The Fast-Ion-Beam Laser Lab at Western


*  Astronomy needs atomic data:

*  Astrophysicists study the process of nucleosynthesis in which the elements are created by nuclear reactions in stars and supernovas.  The elements beyond 56Fe, the most stable nucleus, are produced by neutron capture.  In regions of intense neutron flux (supernovas) the “rapid” r-process creates unstable neutron-rich nuclei which beta decay to more stable isotopes, while the rare p-process creates proton-rich isotopes by photodisintegration.  In less intense regions the “slow” s-process produces a sequence of relatively stable isotopes.  The lanthanide elements (rare earths) are particularly suited to unraveling the history of nucleosynthesis.  Samarium, for example, has seven stable isotopes:  148Sm and 150Sm are produced by the s-process, 144Sm by the p-process, 154Sm by the r-process, and 147Sm, 149Sm, and 152Sm by both the r- and s-processes.  These studies require that the abundances of the elements be determined from observations.

*  Stellar astrophysicists can only study stellar interiors indirectly by observing the visible outer surface, called the photosphere.  In stars like our Sun, the abundance distribution of the chemical elements is representative of the bulk abundance in the whole star; however, in the “chemically peculiar” CP stars, the surface abundances can differ by orders of magnitude from the bulk abundances.  This chemical fractionation is produced by radiation pressure selectively driving certain species of atoms toward the surface.  In some stars, convection and turbulent mixing restores a homogenous distribution, but not in CP stars; thus the surface abundances contain valuable information on what is happening in the unseen interior of the star.

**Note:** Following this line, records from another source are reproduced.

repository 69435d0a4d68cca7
//! Cost breakdown model

use super::{CreditModel, DiscountKind, DiscountStep};
use serde::{Deserialize, Serialize};

/// Itemized estimate produced by the pricing engine.
///
/// Built fresh on every input change and never stored.
#[derive(Debug, Clone, PartialEq, Serialize, Deserialize)]
#[serde(rename_all = "camelCase")]
pub struct CostBreakdown {
    /// Program code the estimate is for
    pub program_code: String,

    /// Price before any reduction
    pub base_price: f64,

    /// Applied reductions, in application order
    pub steps: Vec<DiscountStep>,

    /// Price after every reduction, never negative
    pub final_price: f64,

    /// `round((base - final) / base * 100)`
    pub percent_saved: u32,

    /// Program duration in years
    pub duration_years: f64,

    /// Echo of the program's credit model
    pub credits: CreditModel,
}

impl CostBreakdown {
    /// Total dollars removed by all steps
    #[must_use]
    pub fn total_savings(&self) -> f64 {
        self.base_price - self.final_price
    }

    /// The step produced by a given discount, if it was applied
    #[must_use]
    pub fn step(&self, kind: DiscountKind) -> Option<&DiscountStep> {
        self.steps.iter().find(|step| step.discount == kind)
    }

    /// Whether any reduction applied
    #[must_use]
    pub fn has_savings(&self) -> bool {
        !self.steps.is_empty()
    }
}
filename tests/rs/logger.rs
//! Integration tests for the crate logger.
//!
//! The level and log file are process-wide, so everything that touches them
//! runs inside one test.

use std::fs;
use tuition_pathways::core::analytics::{AnalyticsEvent, AnalyticsSink, LogSink};
use tuition_pathways::logger::{current_level, init_file_logging, set_level, set_level_from_str, Level};
use tuition_pathways::{debug, error, info, warn};

#[test]
fn level_names_and_aliases_parse() {
    assert_eq!("ERROR".parse::<Level>(), Ok(Level::Error));
    assert_eq!("err".parse::<Level>(), Ok(Level::Error));
    assert_eq!(" warning ".parse::<Level>(), Ok(Level::Warn));
    assert_eq!("info".parse::<Level>(), Ok(Level::Info));
    assert_eq!("Debug".parse::<Level>(), Ok(Level::Debug));
    assert!("trace".parse::<Level>().is_err());
    assert!("".parse::<Level>().is_err());
}

#[test]
fn level_display_matches_config_values() {
    for level in [Level::Error, Level::Warn, Level::Info, Level::Debug] {
        assert_eq!(level.to_string().parse::<Level>(), Ok(level));
    }
    assert!(Level::Error < Level::Debug);
}

#[test]
fn level_filtering_and_file_output() {
    assert!(!set_level_from_str("verbose"));
    assert!(set_level_from_str("warn"));
    assert_eq!(current_level(), Level::Warn);

    let dir = tempfile::tempdir().expect("tempdir");
    let path = dir.path().join("pathways.log");
    assert!(init_file_logging(&path));

    info!("hidden below warn");
    warn!("estimate fallback used");
    error!("pricing file unreadable");

    set_level(Level::Info);
    LogSink.track(AnalyticsEvent::new("cta_click", serde_json::json!({ "cta": "apply-now" })));
    set_level(Level::Debug);
    debug!("debug integration");

    let written = fs::read_to_string(&path).expect("log file readable");
    assert!(!written.contains("hidden below warn"));
    assert!(written.contains("[WARN] logger: estimate fallback used"));
    assert!(written.contains("[ERROR] logger: pricing file unreadable"));
    assert!(written.contains("analytics cta_click"));
    assert!(written.contains("apply-now"));
}
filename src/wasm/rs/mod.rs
pub mod bindings;
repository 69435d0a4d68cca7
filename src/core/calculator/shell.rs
//! Presentation shells around the tuition calculator, and the modal
//! lifecycle guard.

use super::TuitionCalculator;
use crate::core::analytics::{AnalyticsEvent, AnalyticsSink, MODAL_CLOSE, MODAL_OPEN};
use crate::core::catalog::PricingTable;
use crate::core::session::{remember_selected_program, SessionStore};
use serde_json::json;
use std::cell::Cell;
use std::rc::Rc;

/// The surfaces that embed a [`TuitionCalculator`]
#[derive(Debug, Clone, PartialEq, Eq)]
pub enum CalculatorShell {
    /// Calculator opened in a modal from a program page
    Modal {
        /// Program being estimated
        program_code: String,
        /// Modal heading
        title: String,
    },
    /// Calculator rendered inline on a program page
    Inline {
        /// Program being estimated
        program_code: String,
    },
    /// Calculator on a corporate partner landing page with a program picker
    CorporateLanding {
        /// Partner organization name
        partner: String,
        /// Programs offered to the partner's employees
        program_codes: Vec<String>,
        /// Index of the picked program
        selected: usize,
    },
}

impl CalculatorShell {
    /// Analytics source label
    #[must_use]
    pub const fn source(&self) -> &'static str {
        match self {
            Self::Modal { .. } => "modal",
            Self::Inline { .. } => "inline",
            Self::CorporateLanding { .. } => "corporate-landing",
        }
    }

    /// Program the shell is currently estimating
    #[must_use]
    pub fn program_code(&self) -> Option<&str> {
        match self {
            Self::Modal { program_code, .. } | Self::Inline { program_code } => Some(program_code),
            Self::CorporateLanding {
                program_codes,
                selected,
                ..
            } => program_codes.get(*selected).map(String::as_str),
        }
    }

    /// Build the calculator this shell renders. Every shell shares the same
    /// calculation path; only the analytics source differs.
    #[must_use]
    pub fn calculator<'a>(
        &self,
        table: &'a PricingTable,
        analytics: &'a dyn AnalyticsSink,
    ) -> TuitionCalculator<'a> {
        TuitionCalculator::new(table, self.program_code().unwrap_or_default(), analytics)
            .with_source(self.source())
    }

    /// Pick a program on the corporate landing page and hand it to the
    /// application page through session storage.
    ///
    /// Returns `false` (and changes nothing) for other shells, an out-of-range
    /// index, or a program the table does not price.
    pub fn select_program(
        &mut self,
        index: usize,
        table: &PricingTable,
        store: &mut dyn SessionStore,
        analytics: &dyn AnalyticsSink,
    ) -> bool {
        let Self::CorporateLanding {
            partner,
            program_codes,
            selected,
        } = self
        else {
            return false;
        };
        let Some(code) = program_codes.get(index) else {
            return false;
        };
        if !remember_selected_program(store, table, code, partner, analytics) {
            return false;
        }
        *selected = index;
        true
    }
}

/// Page-level scroll lock shared by every open modal.
///
/// Cloning shares the same counter; the page is locked while any guard lives.
#[derive(Debug, Clone, Default)]
pub struct ScrollLock {
    depth: Rc<Cell<usize>>,
}

impl ScrollLock {
    /// Create an unlocked page
    #[must_use]
    pub fn new() -> Self {
        Self::default()
    }

    /// Whether at least one guard is alive
    #[must_use]
    pub fn is_locked(&self) -> bool {
        self.depth.get() > 0
    }

    /// Lock the page until the returned guard is dropped
    #[must_use]
    pub fn acquire(&self) -> ScrollGuard {
        self.depth.set(self.depth.get() + 1);
        ScrollGuard {
            depth: Rc::clone(&self.depth),
        }
    }
}

/// Releases one level of [`ScrollLock`] when dropped
#[derive(Debug)]
pub struct ScrollGuard {
    depth: Rc<Cell<usize>>,
}

impl Drop for ScrollGuard {
    fn drop(&mut self) {
        self.depth.set(self.depth.get().saturating_sub(1));
    }
}

/// An open modal. Opening locks scrolling and tracks `modal_open`; dropping
/// the session, on any path, unlocks and tracks `modal_close`.
pub struct ModalSession<'a> {
    name: String,
    analytics: &'a dyn AnalyticsSink,
    _scroll: ScrollGuard,
}

impl<'a> ModalSession<'a> {
    /// Open a modal
    #[must_use]
    pub fn open(name: &str, lock: &ScrollLock, analytics: &'a dyn AnalyticsSink) -> Self {
        let scroll = lock.acquire();
        analytics.track(AnalyticsEvent::new(MODAL_OPEN, json!({ "modal": name })));
        Self {
            name: name.to_string(),
            analytics,
            _scroll: scroll,
        }
    }

    /// Modal name
    #[must_use]
    pub fn name(&self) -> &str {
        &self.name
    }
}

impl Drop for ModalSession<'_> {
    fn drop(&mut self) {
        self.analytics
            .track(AnalyticsEvent::new(MODAL_CLOSE, json!({ "modal": self.name })));
    }
}
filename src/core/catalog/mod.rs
//! Static reference data: the pricing table and the course catalog.
//!
//! Both ship as TOML documents compiled into the binary. Either can be
//! replaced at runtime by pointing the configuration at another file.

pub mod course_catalog;
pub mod pricing_table;

pub use course_catalog::CourseCatalog;
pub use pricing_table::PricingTable;

use std::path::PathBuf;
use thiserror::Error;

/// Errors raised while loading reference data
#[derive(Debug, Error)]
pub enum CatalogError {
    /// The file could not be read
    #[error("failed to read {}: {source}", path.display())]
    Io {
        /// File that failed
        path: PathBuf,
        /// Underlying error
        #[source]
        source: std::io::Error,
    },

    /// The document is not valid TOML for the expected schema
    #[error("failed to parse reference data: {0}")]
    Parse(#[from] toml::de::Error),

    /// The document parsed but breaks a data invariant
    #[error("invalid reference data: {0}")]
    Invalid(String),
}

pub(crate) fn read_file(path: &std::path::Path) -> Result<String, CatalogError> {
    std::fs::read_to_string(path).map_err(|source| CatalogError::Io {
        path: path.to_path_buf(),
        source,
    })
}
//! Learning path report

use super::{ReportFormat, ReportGenerator};
use crate::core::models::Course;
use crate::core::pathway::PathwayBuilder;
use askama::Template;
use std::error::Error;

/// One course in a stage
#[derive(Debug, Clone, PartialEq, Eq)]
pub struct CourseLine {
    /// Course id
    pub id: String,
    /// Course title
    pub title: String,
    /// Formatted credits
    pub credits: String,
    /// Level name
    pub level: String,
    /// Comma-separated pillar ids
    pub pillars: String,
}

impl From<&Course> for CourseLine {
    fn from(course: &Course) -> Self {
        Self {
            id: course.id.clone(),
            title: course.title.clone(),
            credits: format!("{:.1}", course.credits),
            level: course.level.to_string(),
            pillars: course.pillars.join(", "),
        }
    }
}

/// One certificate stage of the path
#[derive(Debug, Clone, PartialEq, Eq)]
pub struct StageSection {
    /// Stage name
    pub title: String,
    /// e.g. `4/4 courses, 12.0/12.0 credits`
    pub summary: String,
    /// Requirement met
    pub complete: bool,
    /// Whole-number progress percentage
    pub percent: String,
    /// Selected courses
    pub courses: Vec<CourseLine>,
}

/// A formatted learning path
#[derive(Debug, Clone, PartialEq, Eq)]
pub struct PathwayReport {
    /// Track name, or a placeholder when none is selected
    pub track: String,
    /// Pillar name
    pub pillar: String,
    /// Stages in order
    pub stages: Vec<StageSection>,
    /// Courses across all stages
    pub course_count: usize,
    /// Formatted credits across all stages
    pub total_credits: String,
    /// Suggested starting order as `id - title`
    pub recommended: Vec<String>,
}

impl PathwayReport {
    /// Snapshot the builder's current selections
    #[must_use]
    pub fn from_builder(builder: &PathwayBuilder<'_>) -> Self {
        let stages = builder
            .stage_progress()
            .iter()
            .map(|progress| StageSection {
                title: progress.stage.to_string(),
                summary: format!(
                    "{}/{} courses, {:.1}/{:.1} credits",
                    progress.selected_courses,
                    progress.required_courses,
                    progress.selected_credits,
                    progress.required_credits
                ),
                complete: progress.complete,
                percent: format!("{:.0}", progress.percent),
                courses: builder
                    .selection(progress.stage)
                    .iter()
                    .map(|course| CourseLine::from(*course))
                    .collect(),
            })
            .collect();

        Self {
            track: builder
                .track()
                .map_or_else(|| "No track selected".to_string(), |t| t.name.clone()),
            pillar: builder.pillar().map(|p| p.name.clone()).unwrap_or_default(),
            stages,
            course_count: builder.selected_courses().len(),
            total_credits: format!("{:.1}", builder.total_credits()),
            recommended: builder
                .recommended_order()
                .iter()
                .map(|c| format!("{} - {}", c.id, c.title))
                .collect(),
        }
    }
}

#[derive(Template)]
#[template(path = "pathway.md")]
struct PathwayMarkdown<'a> {
    r: &'a PathwayReport,
}

#[derive(Template)]
#[template(path = "pathway.html")]
struct PathwayHtml<'a> {
    r: &'a PathwayReport,
}

impl ReportGenerator for PathwayReport {
    fn render(&self, format: ReportFormat) -> Result<String, Box<dyn Error>> {
        let content = match format {
            ReportFormat::Markdown => PathwayMarkdown { r: self }.render()?,
            ReportFormat::Html => PathwayHtml { r: self }.render()?,
        };
        Ok(content)
    }
}
//! Analytics collaborator.
//!
//! Components only promise to hand a named event with a structured payload
//! to an [`AnalyticsSink`]. Where the event goes afterwards is the sink's
//! business.

use crate::info;
use serde::Serialize;
use serde_json::Value;
use std::cell::RefCell;

/// Calculator inputs changed
pub const TUITION_CALCULATOR_UPDATE: &str = "tuition_calculator_update";
/// A modal opened
pub const MODAL_OPEN: &str = "modal_open";
/// A modal closed
pub const MODAL_CLOSE: &str = "modal_close";
/// A program was picked on the corporate landing page
pub const PROGRAM_SELECTED: &str = "program_selected";
/// A readiness quiz question was answered
pub const QUIZ_ANSWER: &str = "quiz_answer";
/// The readiness quiz produced a result
pub const QUIZ_COMPLETE: &str = "quiz_complete";
/// A call-to-action was clicked
pub const CTA_CLICK: &str = "cta_click";

/// A named tracking event
#[derive(Debug, Clone, PartialEq, Serialize)]
pub struct AnalyticsEvent {
    /// Event name
    pub name: String,
    /// Structured payload
    pub payload: Value,
}

impl AnalyticsEvent {
    /// Build an event from any serializable payload.
    ///
    /// A payload that cannot be represented as JSON becomes `null`; tracking
    /// never interrupts the caller.
    pub fn new(name: &str, payload: impl Serialize) -> Self {
        Self {
            name: name.to_string(),
            payload: serde_json::to_value(payload).unwrap_or(Value::Null),
        }
    }
}

/// Receives tracking events. Fire and forget: no result is returned.
pub trait AnalyticsSink {
    /// Record one event
    fn track(&self, event: AnalyticsEvent);
}

/// Discards every event
#[derive(Debug, Default, Clone, Copy)]
pub struct NoopSink;

impl AnalyticsSink for NoopSink {
    fn track(&self, _event: AnalyticsEvent) {}
}

/// Writes events through the crate logger at info level
#[derive(Debug, Default, Clone, Copy)]
pub struct LogSink;

impl AnalyticsSink for LogSink {
    fn track(&self, event: AnalyticsEvent) {
        info!("analytics {} {}", event.name, event.payload);
    }
}

/// Keeps every event in memory, in order
#[derive(Debug, Default)]
pub struct RecordingSink {
    events: RefCell<Vec<AnalyticsEvent>>,
}

impl RecordingSink {
    /// Create an empty recorder
    #[must_use]
    pub fn new() -> Self {
        Self::default()
    }

    /// Snapshot of recorded events
    #[must_use]
    pub fn events(&self) -> Vec<AnalyticsEvent> {
        self.events.borrow().clone()
    }

    /// Names of recorded events, in order
    #[must_use]
    pub fn names(&self) -> Vec<String> {
        self.events.borrow().iter().map(|e| e.name.clone()).collect()
    }

    /// Most recent event, if any
    #[must_use]
    pub fn last(&self) -> Option<AnalyticsEvent> {
        self.events.borrow().last().cloned()
    }

    /// Drop everything recorded so far
    pub fn clear(&self) {
        self.events.borrow_mut().clear();
    }
}

impl AnalyticsSink for RecordingSink {
    fn track(&self, event: AnalyticsEvent) {
        self.events.borrow_mut().push(event);
    }
}

impl<S: AnalyticsSink + ?Sized> AnalyticsSink for &S {
    fn track(&self, event: AnalyticsEvent) {
        (**self).track(event);
    }
}

/// Track a call-to-action click
pub fn track_cta(sink: &dyn AnalyticsSink, cta: &str, location: &str) {
    sink.track(AnalyticsEvent::new(
        CTA_CLICK,
        serde_json::json!({ "cta": cta, "location": location }),
    ));
}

*  The determination of chemical abundances from astronomical observations requires atomic data:  the probabilities for absorption of light by each species of atom at its set of characteristic wavelengths.  These probabilities are usually given in a form called, for historical reasons, the “oscillator strength.”

*  The Fast-Ion-Beam Laser Lab at Western:

*  We produce a 10-keV beam of ions traveling in vacuum in our accelerator facility

*  A continuous-wave dye laser (pumped by an argon-ion laser) excites the ions to a particular unstable state, from which they can decay to various possible states of lower energy, emitting a photon while still traveling at high speed (1.5 x 105 m/s)

*  From the curve of light emitted as a function of distance “downstream” from the excitation region (which corresponds to time since excitation) we determine the average lifetime of the unstable state, typically tens to hundreds of nanoseconds





*  From spectroscopic measurements of the relative intensities of the light emitted in the various possible transitions, together with the lifetime of the upper state, we then determine the probability per second of emitting a photon in each of the possible transitions.  This quantity is called the “Einstein A coefficient.”





*  A simple relationship between the probabilities for spontaneous emission and for absorption, first derived by Einstein, allows us to calculate the quantities needed by astrophysicists:  the oscillator strengths.